A culture of all-nighter heroes revolves around the star players. The ones who get all the glory consistently saving the day. Every startup at which I've worked has had at least one person like this. You know you can turn to them whenever there's a problem and be confident that no matter the issue, it will get fixed. These are the guys or gals who're answering questions in the chat room 24*7, know every intricacy of your architecture, and have memorized the root password. These are the people the whole team looks up to and for whom you say a prayer every night hoping that they won't quit.

In a bootstrapped startup, the time for long term thinking is brief. Solutions are slapped together and shoved out the door just in time to evade catastrophe. Work is never quite finished. Instead the Pareto principle of 80% good enough is put to the test. Tech debt is an ever looming, always growing shadow of which no one wants to speak. "We'll fix it later" is the general motto. This is the haven of the hero: an undocumented, uncontrolled environment in which only the native knows their way around. Business becomes increasingly reliant on your heroes' ability to keep the technical ship afloat and battle scars are signs of prestige.

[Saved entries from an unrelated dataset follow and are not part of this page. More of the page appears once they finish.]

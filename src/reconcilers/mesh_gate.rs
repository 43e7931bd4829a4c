// Copyright (c) 2025 Erick Bourgeois, firestoned
// SPDX-License-Identifier: MIT

//! Parent `Mesh` checks run before a `VirtualService` is converged.

use crate::context::Context;
use crate::crd::VirtualService;
use crate::errors::ReconcileError;
use crate::reconcilers::finalizers::delete_remote_resources;
use kube::ResourceExt;
use tracing::{debug, error, info};

/// Outcome of the mesh check.
#[derive(Clone, Copy, Debug, PartialEq, Eq)]
pub enum MeshGate {
    /// The mesh is active; converge the service.
    Continue,
    /// The mesh does not exist; leave the service alone.
    Skip,
    /// The mesh is being deleted; the service's remote objects were cleaned up.
    Cascade,
}

/// Decide whether `vs` can be converged given the state of its parent mesh.
///
/// An empty mesh name yields [`MeshGate::Continue`] so the caller's
/// validation reports it.
///
/// # Errors
///
/// Returns [`ReconcileError::MeshNotActive`] when the mesh exists but is not
/// active, or [`ReconcileError::Store`] when the mesh lookup fails for a
/// reason other than not-found.
pub async fn check_mesh(ctx: &Context, vs: &VirtualService) -> Result<MeshGate, ReconcileError> {
    if vs.spec.mesh_name.is_empty() {
        return Ok(MeshGate::Continue);
    }

    let vs_namespace = vs.namespace().unwrap_or_default();
    let vs_name = vs.name_any();
    let (mesh_name, mesh_namespace) = vs.mesh_ref();

    let mesh = match ctx.meshes.get(&mesh_namespace, &mesh_name).await {
        Ok(mesh) => mesh,
        Err(e) if e.is_not_found() => {
            info!(
                "Mesh {}/{} for VirtualService {}/{} not found, skipping",
                mesh_namespace, mesh_name, vs_namespace, vs_name
            );
            return Ok(MeshGate::Skip);
        }
        Err(e) => return Err(ReconcileError::store("failed to get mesh", e)),
    };

    if mesh.metadata.deletion_timestamp.is_some() {
        info!(
            "Mesh {}/{} is being deleted, deleting remote resources of VirtualService {}/{}",
            mesh_namespace, mesh_name, vs_namespace, vs_name
        );
        match delete_remote_resources(ctx.control_plane.as_ref(), vs).await {
            Ok(()) => info!(
                "Deleted remote resources of VirtualService {}/{}",
                vs_namespace, vs_name
            ),
            Err(e) => error!(
                "Failed to delete remote resources of VirtualService {}/{}: {}",
                vs_namespace, vs_name, e
            ),
        }
        return Ok(MeshGate::Cascade);
    }

    if !mesh.is_active() {
        return Err(ReconcileError::MeshNotActive {
            namespace: mesh_namespace,
            name: mesh_name,
            virtual_service: format!("{vs_namespace}/{vs_name}"),
        });
    }

    debug!(
        "Mesh {}/{} is active for VirtualService {}/{}",
        mesh_namespace, mesh_name, vs_namespace, vs_name
    );
    Ok(MeshGate::Continue)
}

#[cfg(test)]
#[path = "mesh_gate_tests.rs"]
mod mesh_gate_tests;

Some might argue that this is unavoidable, and perhaps even necessary. Yet as business becomes more stable and clients become less tolerant of failure, this method of operation becomes unsustainable. Suddenly, 80%-done work isn't good enough, tech debt has become a substantial hindrance, and that missing documentation is causing daily problems. The architecture has reached a point in which no group of heroes can reasonably hold it together.

This is the tipping point.

Simply acknowledging this is critical, but the biggest challenge to survival is the cultural shift. The heroes of this new business environment are the types that recognize long term goals. They realize that good solutions aren't invented over night, but via healthy design, debate, experimentation, and measurement. They create simple solutions that eliminate tech debt and avoid gotchas. They share their approaches and engage the rest of the team. They automate every possible touch point. Ultimately, the heroes of this new field do everything they can to be replaceable.

So, your challenge is to embrace automation, celebrate diligently crafted and deployed solutions, and put a damper on rewarding superhuman efforts riddled with tech debt. In my opinion, this a major inflection point in the professional development of a young team of engineers to a senior team. It must be closely shepherded and properly incentivized.